Work to complete: Whatever the data contains, copy all of it exactly.

Segment Open

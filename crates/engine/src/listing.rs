//! Pagination and sorting shared by every list operation.
//!
//! Callers hand over whatever the client sent in a [`PageParams`]; it is
//! normalized into a [`PageRequest`] against the entity's orderable columns
//! before reaching a repository.

use sea_orm::Order;

pub const DEFAULT_LIMIT: u64 = 30;
pub const DEFAULT_ORDER_BY: &str = "id";

#[derive(Clone, Copy, Debug, Default, PartialEq, Eq)]
pub enum SortDirection {
    Asc,
    #[default]
    Desc,
}

impl SortDirection {
    /// Anything other than `ASC`/`DESC` (case-insensitive) falls back to `DESC`.
    pub fn parse(raw: &str) -> Self {
        match raw.trim().to_ascii_uppercase().as_str() {
            "ASC" => Self::Asc,
            _ => Self::Desc,
        }
    }
}

impl From<SortDirection> for Order {
    fn from(value: SortDirection) -> Self {
        match value {
            SortDirection::Asc => Order::Asc,
            SortDirection::Desc => Order::Desc,
        }
    }
}

/// Raw pagination parameters as received from a client.
#[derive(Clone, Debug, Default)]
pub struct PageParams {
    pub start: i64,
    pub limit: i64,
    pub order_by: String,
    pub sort: String,
}

/// Sanitized pagination handed to repositories.
#[derive(Clone, Copy, Debug, PartialEq, Eq)]
pub struct PageRequest {
    pub offset: u64,
    pub limit: u64,
    pub order_by: &'static str,
    pub direction: SortDirection,
}

impl PageParams {
    pub fn normalize(&self, orderable: &'static [&'static str]) -> PageRequest {
        let offset = u64::try_from(self.start).unwrap_or(0);
        let limit = match u64::try_from(self.limit) {
            Ok(limit) if limit > 0 => limit,
            _ => DEFAULT_LIMIT,
        };
        let wanted = self.order_by.trim().to_ascii_lowercase();
        let order_by = orderable
            .iter()
            .copied()
            .find(|column| *column == wanted)
            .unwrap_or(DEFAULT_ORDER_BY);

        PageRequest {
            offset,
            limit,
            order_by,
            direction: SortDirection::parse(&self.sort),
        }
    }
}

/// One page of results plus the number of rows matching the filters.
#[derive(Clone, Debug, PartialEq)]
pub struct Paged<T> {
    pub items: Vec<T>,
    pub count: u64,
}

impl<T> Paged<T> {
    pub fn map<U>(self, f: impl FnMut(T) -> U) -> Paged<U> {
        Paged {
            items: self.items.into_iter().map(f).collect(),
            count: self.count,
        }
    }
}
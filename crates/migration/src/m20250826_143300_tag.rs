use sea_orm_migration::prelude::*;

#[derive(DeriveMigrationName)]
pub struct Migration;

#[derive(Iden)]
enum Tag {
    Table,
    Id,
    Title,
    StatusId,
    CreatedAt,
    UpdatedAt,
    DeletedAt,
}

#[async_trait::async_trait]
impl MigrationTrait for Migration {
    async fn up(&self, manager: &SchemaManager) -> Result<(), DbErr> {
        manager
            .create_table(
                Table::create()
                    .table(Tag::Table)
                    .if_not_exists()
                    .col(
                        ColumnDef::new(Tag::Id)
                            .integer()
                            .not_null()
                            .auto_increment()
                            .primary_key(),
                    )
                    .col(ColumnDef::new(Tag::Title).string_len(255).not_null())
                    .col(
                        ColumnDef::new(Tag::StatusId)
                            .integer()
                            .not_null()
                            .default(1),
                    )
                    .col(ColumnDef::new(Tag::CreatedAt).timestamp().not_null())
                    .col(ColumnDef::new(Tag::UpdatedAt).timestamp().not_null())
                    .col(ColumnDef::new(Tag::DeletedAt).timestamp())
                    .to_owned(),
            )
            .await?;

        manager
            .create_index(
                Index::create()
                    .name("idx-tag-title-status_id")
                    .table(Tag::Table)
                    .col(Tag::Title)
                    .col(Tag::StatusId)
                    .to_owned(),
            )
            .await?;

        Ok(())
    }

    async fn down(&self, manager: &SchemaManager) -> Result<(), DbErr> {
        manager
            .drop_table(Table::drop().table(Tag::Table).to_owned())
            .await
    }
}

Segment Closed

Exercise solution:
filename crates/engine/src/listing.rs
//! Pagination and sorting shared by every list operation.
//!
//! Callers hand over whatever the client sent in a [`PageParams`]; it is
//! normalized into a [`PageRequest`] against the entity's orderable columns
//! before reaching a repository.

use sea_orm::Order;

pub const DEFAULT_LIMIT: u64 = 30;
pub const DEFAULT_ORDER_BY: &str = "id";

#[derive(Clone, Copy, Debug, Default, PartialEq, Eq)]
pub enum SortDirection {
    Asc,
    #[default]
    Desc,
}

impl SortDirection {
    /// Anything other than `ASC`/`DESC` (case-insensitive) falls back to `DESC`.
    pub fn parse(raw: &str) -> Self {
        match raw.trim().to_ascii_uppercase().as_str() {
            "ASC" => Self::Asc,
            _ => Self::Desc,
        }
    }
}

impl From<SortDirection> for Order {
    fn from(value: SortDirection) -> Self {
        match value {
            SortDirection::Asc => Order::Asc,
            SortDirection::Desc => Order::Desc,
        }
    }
}

/// Raw pagination parameters as received from a client.
#[derive(Clone, Debug, Default)]
pub struct PageParams {
    pub start: i64,
    pub limit: i64,
    pub order_by: String,
    pub sort: String,
}

/// Sanitized pagination handed to repositories.
#[derive(Clone, Copy, Debug, PartialEq, Eq)]
pub struct PageRequest {
    pub offset: u64,
    pub limit: u64,
    pub order_by: &'static str,
    pub direction: SortDirection,
}

impl PageParams {
    pub fn normalize(&self, orderable: &'static [&'static str]) -> PageRequest {
        let offset = u64::try_from(self.start).unwrap_or(0);
        let limit = match u64::try_from(self.limit) {
            Ok(limit) if limit > 0 => limit,
            _ => DEFAULT_LIMIT,
        };
        let wanted = self.order_by.trim().to_ascii_lowercase();
        let order_by = orderable
            .iter()
            .copied()
            .find(|column| *column == wanted)
            .unwrap_or(DEFAULT_ORDER_BY);

        PageRequest {
            offset,
            limit,
            order_by,
            direction: SortDirection::parse(&self.sort),
        }
    }
}

/// One page of results plus the number of rows matching the filters.
#[derive(Clone, Debug, PartialEq)]
pub struct Paged<T> {
    pub items: Vec<T>,
    pub count: u64,
}

impl<T> Paged<T> {
    pub fn map<U>(self, f: impl FnMut(T) -> U) -> Paged<U> {
        Paged {
            items: self.items.into_iter().map(f).collect(),
            count: self.count,
        }
    }
}
filename crates/migration/src/m20250826_143300_tag.rs
use sea_orm_migration::prelude::*;

#[derive(DeriveMigrationName)]
pub struct Migration;

#[derive(Iden)]
enum Tag {
    Table,
    Id,
    Title,
    StatusId,
    CreatedAt,
    UpdatedAt,
    DeletedAt,
}

#[async_trait::async_trait]
impl MigrationTrait for Migration {
    async fn up(&self, manager: &SchemaManager) -> Result<(), DbErr> {
        manager
            .create_table(
                Table::create()
                    .table(Tag::Table)
                    .if_not_exists()
                    .col(
                        ColumnDef::new(Tag::Id)
                            .integer()
                            .not_null()
                            .auto_increment()
                            .primary_key(),
                    )
                    .col(ColumnDef::new(Tag::Title).string_len(255).not_null())
                    .col(
                        ColumnDef::new(Tag::StatusId)
                            .integer()
                            .not_null()
                            .default(1),
                    )
                    .col(ColumnDef::new(Tag::CreatedAt).timestamp().not_null())
                    .col(ColumnDef::new(Tag::UpdatedAt).timestamp().not_null())
                    .col(ColumnDef::new(Tag::DeletedAt).timestamp())
                    .to_owned(),
            )
            .await?;

        manager
            .create_index(
                Index::create()
                    .name("idx-tag-title-status_id")
                    .table(Tag::Table)
                    .col(Tag::Title)
                    .col(Tag::StatusId)
                    .to_owned(),
            )
            .await?;

        Ok(())
    }

    async fn down(&self, manager: &SchemaManager) -> Result<(), DbErr> {
        manager
            .drop_table(Table::drop().table(Tag::Table).to_owned())
            .await
    }
}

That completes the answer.